### [Collected data entries]
----------------------------------------

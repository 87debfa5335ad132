//! Save and load.
//!
//! A save is plain text with one value per line. Lists and maps are prefixed
//! with their length. Only the durable parts of a game are written: the turn
//! restarts from its beginning after a load, and the RNG is reseeded unless
//! the caller restores one from `Game::rng_state`.

mod deserializer;
mod serializer;

pub use deserializer::Deserializer;
pub use serializer::Serializer;

use std::fs;
use std::path::Path;
use std::sync::Arc;

use log::info;
use rustc_hash::{FxHashMap, FxHashSet};

use crate::board::Board;
use crate::core::{GameRng, Ledger, Player, PlayerId, PlayerMap, PropertyState};
use crate::error::{LoadError, LoadResult};
use crate::game::Game;

/// A value with a line-oriented save representation.
pub trait Persist: Sized {
    fn save(&self, out: &mut Serializer);

    fn load(input: &mut Deserializer<'_>) -> LoadResult<Self>;
}

impl Persist for Ledger {
    fn save(&self, out: &mut Serializer) {
        out.write_int(self.len() as i64);
        for (id, quantity) in self.iter() {
            out.write_str(id);
            out.write_int(quantity);
        }
    }

    fn load(input: &mut Deserializer<'_>) -> LoadResult<Self> {
        let count: usize = input.read_int_as()?;
        let mut ledger = Ledger::new();
        let mut seen = FxHashSet::default();
        for _ in 0..count {
            let id = input.read_str()?;
            if !seen.insert(id.clone()) {
                return Err(LoadError::DuplicateEntry {
                    line: input.line(),
                    id,
                });
            }
            let quantity = input.read_int()?;
            ledger.set(id, quantity);
        }
        Ok(ledger)
    }
}

impl Persist for PropertyState {
    fn save(&self, out: &mut Serializer) {
        out.write_bool(self.is_mortgaged());
        out.write(self.buildings());
    }

    /// Does not check the mortgage invariant; the caller knows the property ID
    /// to report.
    fn load(input: &mut Deserializer<'_>) -> LoadResult<Self> {
        let mortgaged = input.read_bool()?;
        let buildings: Ledger = input.read()?;
        if mortgaged && !buildings.is_empty() {
            return Err(LoadError::MortgagedWithBuildings(String::new()));
        }
        Ok(PropertyState::new(mortgaged, buildings))
    }
}

/// Player fields as stored, before they are checked against the game.
struct SavedPlayer {
    number: i64,
    items: Ledger,
    location: i64,
    turns_in_jail: i64,
    alive: bool,
    last_creditor: i64,
}

impl From<&Player> for SavedPlayer {
    fn from(player: &Player) -> Self {
        Self {
            number: player.number().index() as i64,
            items: player.items.clone(),
            location: player.location() as i64,
            turns_in_jail: player.turns_in_jail().map_or(-1, i64::from),
            alive: player.is_alive(),
            last_creditor: player.last_creditor().map_or(-1, |id| id.index() as i64),
        }
    }
}

impl Persist for SavedPlayer {
    fn save(&self, out: &mut Serializer) {
        out.write_int(self.number);
        out.write(&self.items);
        out.write_int(self.location);
        out.write_int(self.turns_in_jail);
        out.write_bool(self.alive);
        out.write_int(self.last_creditor);
    }

    fn load(input: &mut Deserializer<'_>) -> LoadResult<Self> {
        Ok(Self {
            number: input.read_int()?,
            items: input.read()?,
            location: input.read_int()?,
            turns_in_jail: input.read_int()?,
            alive: input.read_bool()?,
            last_creditor: input.read_int()?,
        })
    }
}

impl SavedPlayer {
    fn into_player(self, position: usize, player_count: usize, board: &Board) -> LoadResult<Player> {
        if self.number != position as i64 {
            return Err(LoadError::PlayerNumberMismatch {
                expected: position,
                found: self.number,
            });
        }
        let number = PlayerId::new(position as u8);

        let location = usize::try_from(self.location)
            .ok()
            .filter(|&location| location < board.tile_count())
            .ok_or(LoadError::LocationOutOfRange {
                player: number,
                location: self.location,
            })?;

        let last_creditor = match self.last_creditor {
            -1 => None,
            creditor if (0..player_count as i64).contains(&creditor) => {
                Some(PlayerId::new(creditor as u8))
            }
            creditor => return Err(LoadError::InvalidCreditor { player: number, creditor }),
        };

        // Any negative jail counter means free.
        let turns_in_jail = u32::try_from(self.turns_in_jail).ok();

        Ok(Player::restore(
            number,
            self.items,
            location,
            turns_in_jail,
            self.alive,
            last_creditor,
        ))
    }
}

impl Game {
    /// Serialize the durable game state.
    ///
    /// Property states are written sorted by ID so equal games give equal text.
    #[must_use]
    pub fn save(&self) -> String {
        let mut out = Serializer::new();
        out.write_str(self.board().name());

        let players: Vec<SavedPlayer> = self.players().values().map(SavedPlayer::from).collect();
        out.write_list(players.iter());

        out.write_int(self.current_player_id().index() as i64);
        out.write_int(i64::from(self.turns()));
        out.write_map(self.property_states().into_iter());
        out.write_bool(self.is_finished());
        out.finish()
    }

    /// Restore a game saved with `save`, picking its board by name.
    pub fn load(text: &str, boards: &[Arc<Board>]) -> LoadResult<Game> {
        Self::load_with_rng(text, boards, GameRng::from_random_seed())
    }

    /// Like `load`, with a caller-supplied RNG.
    ///
    /// Pass `GameRng::from_state(&game.rng_state())` to continue on the dice
    /// the saved game would have rolled.
    ///
    /// The restored game sits at the start of the saved player's turn with no
    /// actions on offer, exactly as a fresh game does before its first
    /// `transition_to_premove`.
    pub fn load_with_rng(text: &str, boards: &[Arc<Board>], rng: GameRng) -> LoadResult<Game> {
        let mut input = Deserializer::new(text);

        let board_name = input.read_str()?;
        let board = boards
            .iter()
            .find(|board| board.name() == board_name)
            .cloned()
            .ok_or(LoadError::UnknownBoard(board_name))?;

        let count = input.read_int()?;
        if count <= 0 {
            return Err(LoadError::NoPlayers);
        }
        if count > 255 {
            return Err(LoadError::TooManyPlayers(count));
        }
        let count = count as usize;
        let mut players = Vec::with_capacity(count);
        for position in 0..count {
            let saved: SavedPlayer = input.read()?;
            players.push(saved.into_player(position, count, &board)?);
        }

        let current = input.read_int()?;
        if !(0..count as i64).contains(&current) {
            return Err(LoadError::CurrentPlayerOutOfRange(current));
        }
        let turns: u32 = input.read_int_as()?;

        let map_count: usize = input.read_int_as()?;
        let mut property_states = FxHashMap::default();
        for _ in 0..map_count {
            let id = input.read_str()?;
            if !board.is_property(&id) {
                return Err(LoadError::UnknownProperty(id));
            }
            if property_states.contains_key(&id) {
                return Err(LoadError::DuplicateEntry {
                    line: input.line(),
                    id,
                });
            }
            let state = match PropertyState::load(&mut input) {
                Err(LoadError::MortgagedWithBuildings(_)) => {
                    return Err(LoadError::MortgagedWithBuildings(id))
                }
                other => other?,
            };
            property_states.insert(id, state);
        }

        let finished = input.read_bool()?;

        info!(
            "Loaded a {count}-player game on {:?} at turn {turns}",
            board.name()
        );
        Ok(Game::restore(
            board,
            PlayerMap::from_vec(players),
            PlayerId::new(current as u8),
            turns,
            property_states,
            finished,
            rng,
        ))
    }

    /// Write `save` output to a file.
    pub fn save_to_file(&self, path: impl AsRef<Path>) -> std::io::Result<()> {
        fs::write(path, self.save())
    }

    pub fn load_from_file(path: impl AsRef<Path>, boards: &[Arc<Board>]) -> LoadResult<Game> {
        let text = fs::read_to_string(path)?;
        Self::load(&text, boards)
    }
}
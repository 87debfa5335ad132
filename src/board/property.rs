//! Property definitions and rent rules.
//!
//! Three property kinds share buy and mortgage prices but differ in rent:
//!
//! - **Street**: hotel rent, else the house ladder, else base rent (doubled
//!   when the owner holds the whole color group).
//! - **Railroad**: tiered by how many railroads the owner holds, clamped to
//!   the table.
//! - **Utility**: base or all-utilities multiplier times the last dice sum.

use serde::{Deserialize, Serialize};

use super::item::{HOTEL, HOUSE, MONEY};
use super::Board;
use crate::core::{DiceRoll, Ledger, Player, PropertyState};

/// A property category (color group).
#[derive(Clone, Debug, PartialEq, Eq, Hash, Serialize, Deserialize)]
pub struct PropertyCategory {
    pub name: String,
    /// Display order within properties.
    pub order: i32,
    /// RGB color hint for renderers.
    pub color: [u8; 3],
}

impl PropertyCategory {
    #[must_use]
    pub fn new(name: impl Into<String>, order: i32, color: [u8; 3]) -> Self {
        Self {
            name: name.into(),
            order,
            color,
        }
    }

    /// Shared category of every railroad.
    #[must_use]
    pub fn railroad() -> Self {
        Self::new("Railroad", 998, [0, 0, 0])
    }

    /// Shared category of every utility.
    #[must_use]
    pub fn utility() -> Self {
        Self::new("Utility", 999, [255, 255, 255])
    }
}

/// Rent and building schedule of a street.
#[derive(Clone, Debug, PartialEq, Eq, Serialize, Deserialize)]
pub struct Street {
    pub category: PropertyCategory,
    pub house_price: Ledger,
    pub hotel_price: Ledger,
    pub base_rent: Ledger,
    /// Rent with 1..=N houses; N is the house limit.
    pub house_rent: Vec<Ledger>,
    pub hotel_rent: Ledger,
}

/// Kind-specific rules of a property.
#[derive(Clone, Debug, PartialEq, Eq, Serialize, Deserialize)]
pub enum PropertyKind {
    Street(Street),
    Railroad {
        /// Rent when owning 1, 2, ... railroads.
        rent: Vec<Ledger>,
    },
    Utility {
        base_rent: Ledger,
        monopoly_rent: Ledger,
    },
}

/// An ownable, non-fungible, tile-backed item.
#[derive(Clone, Debug, PartialEq, Eq, Serialize, Deserialize)]
pub struct Property {
    pub name: String,
    pub buy_price: Ledger,
    pub mortgage_price: Ledger,
    pub kind: PropertyKind,
}

impl Property {
    /// Convenience constructor for a street priced in money.
    #[allow(clippy::too_many_arguments)]
    #[must_use]
    pub fn street(
        name: impl Into<String>,
        category: PropertyCategory,
        buy: i64,
        mortgage: i64,
        house: i64,
        hotel: i64,
        rent: i64,
        house_rent: [i64; 4],
        hotel_rent: i64,
    ) -> Self {
        Self {
            name: name.into(),
            buy_price: money(buy),
            mortgage_price: money(mortgage),
            kind: PropertyKind::Street(Street {
                category,
                house_price: money(house),
                hotel_price: money(hotel),
                base_rent: money(rent),
                house_rent: house_rent.iter().map(|&r| money(r)).collect(),
                hotel_rent: money(hotel_rent),
            }),
        }
    }

    #[must_use]
    pub fn railroad(name: impl Into<String>, buy: Ledger, mortgage: Ledger, rent: Vec<Ledger>) -> Self {
        Self {
            name: name.into(),
            buy_price: buy,
            mortgage_price: mortgage,
            kind: PropertyKind::Railroad { rent },
        }
    }

    #[must_use]
    pub fn utility(
        name: impl Into<String>,
        buy: Ledger,
        mortgage: Ledger,
        base_rent: Ledger,
        monopoly_rent: Ledger,
    ) -> Self {
        Self {
            name: name.into(),
            buy_price: buy,
            mortgage_price: mortgage,
            kind: PropertyKind::Utility {
                base_rent,
                monopoly_rent,
            },
        }
    }

    #[must_use]
    pub fn category(&self) -> PropertyCategory {
        match &self.kind {
            PropertyKind::Street(street) => street.category.clone(),
            PropertyKind::Railroad { .. } => PropertyCategory::railroad(),
            PropertyKind::Utility { .. } => PropertyCategory::utility(),
        }
    }

    #[must_use]
    pub fn as_street(&self) -> Option<&Street> {
        match &self.kind {
            PropertyKind::Street(street) => Some(street),
            _ => None,
        }
    }

    /// Rent a visitor owes `owner`.
    ///
    /// `last_roll` is the most recent dice roll of the turn; utilities charge
    /// nothing when there is none.
    #[must_use]
    pub fn rent(
        &self,
        state: &PropertyState,
        owner: &Player,
        board: &Board,
        last_roll: Option<DiceRoll>,
    ) -> Ledger {
        match &self.kind {
            PropertyKind::Street(street) => {
                if state.buildings().has(HOTEL) {
                    return street.hotel_rent.clone();
                }

                let houses = state.buildings().get(HOUSE);
                if houses > 0 && houses as usize <= street.house_rent.len() {
                    return street.house_rent[houses as usize - 1].clone();
                }

                if owner.has_monopoly(&street.category, board) {
                    Ledger::map(&street.base_rent, |q| q * 2)
                } else {
                    street.base_rent.clone()
                }
            }
            PropertyKind::Railroad { rent } => {
                if rent.is_empty() {
                    return Ledger::new();
                }

                let owned = owner.count_properties(&PropertyCategory::railroad(), board);
                let tier = owned.saturating_sub(1).min(rent.len() - 1);
                rent[tier].clone()
            }
            PropertyKind::Utility { .. } => match last_roll {
                Some(roll) => {
                    let multiplier = roll.sum() as i64;
                    Ledger::map(&self.unmultiplied_rent(owner, board), |q| q * multiplier)
                }
                None => Ledger::new(),
            },
        }
    }

    /// Utility rent per pip: the all-utilities rate when the owner has them all.
    fn unmultiplied_rent(&self, owner: &Player, board: &Board) -> Ledger {
        match &self.kind {
            PropertyKind::Utility {
                base_rent,
                monopoly_rent,
            } => {
                if owner.has_monopoly(&PropertyCategory::utility(), board) {
                    monopoly_rent.clone()
                } else {
                    base_rent.clone()
                }
            }
            _ => Ledger::new(),
        }
    }

    /// Display lines describing this property's rent schedule.
    ///
    /// `owner` adds the current-rent line when the property is held.
    #[must_use]
    pub fn stats(
        &self,
        state: &PropertyState,
        owner: Option<&Player>,
        board: &Board,
        last_roll: Option<DiceRoll>,
    ) -> Vec<String> {
        let mut stats = vec![format!("Category: {}", self.category().name)];

        match &self.kind {
            PropertyKind::Street(street) => {
                if let Some(owner) = owner {
                    let rent = self.rent(state, owner, board, last_roll);
                    stats.push(format!("Current Rent: {}", rent.format(board)));
                }
                stats.push(format!("Base Rent: {}", street.base_rent.format(board)));
                stats.push(format!(
                    "w/ color group: {}",
                    Ledger::map(&street.base_rent, |q| q * 2).format(board)
                ));
                for (i, rent) in street.house_rent.iter().enumerate() {
                    stats.push(format!("w/ {} houses: {}", i + 1, rent.format(board)));
                }
                stats.push(format!("w/ hotel: {}", street.hotel_rent.format(board)));
            }
            PropertyKind::Railroad { rent } => {
                if let Some(owner) = owner {
                    let current = self.rent(state, owner, board, last_roll);
                    stats.push(format!("Current Rent: {}", current.format(board)));
                }
                for (i, tier) in rent.iter().enumerate() {
                    stats.push(format!("w/ {} owned: {}", i + 1, tier.format(board)));
                }
            }
            PropertyKind::Utility {
                base_rent,
                monopoly_rent,
            } => {
                if let Some(owner) = owner {
                    stats.push(format!(
                        "Current Rent: {} times dice roll",
                        self.unmultiplied_rent(owner, board).format(board)
                    ));
                }
                stats.push(format!("Base Rent: {} times dice roll", base_rent.format(board)));
                stats.push(format!(
                    "w/ all utilities: {} times dice roll",
                    monopoly_rent.format(board)
                ));
            }
        }

        stats
    }
}

/// A ledger holding only money.
#[must_use]
pub fn money(amount: i64) -> Ledger {
    Ledger::single(MONEY, amount)
}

----------------------------------------

Supply only the number of lines above in which "MortgagedWithBuildings" occurs.

### [RESULT OF THE TASK]
3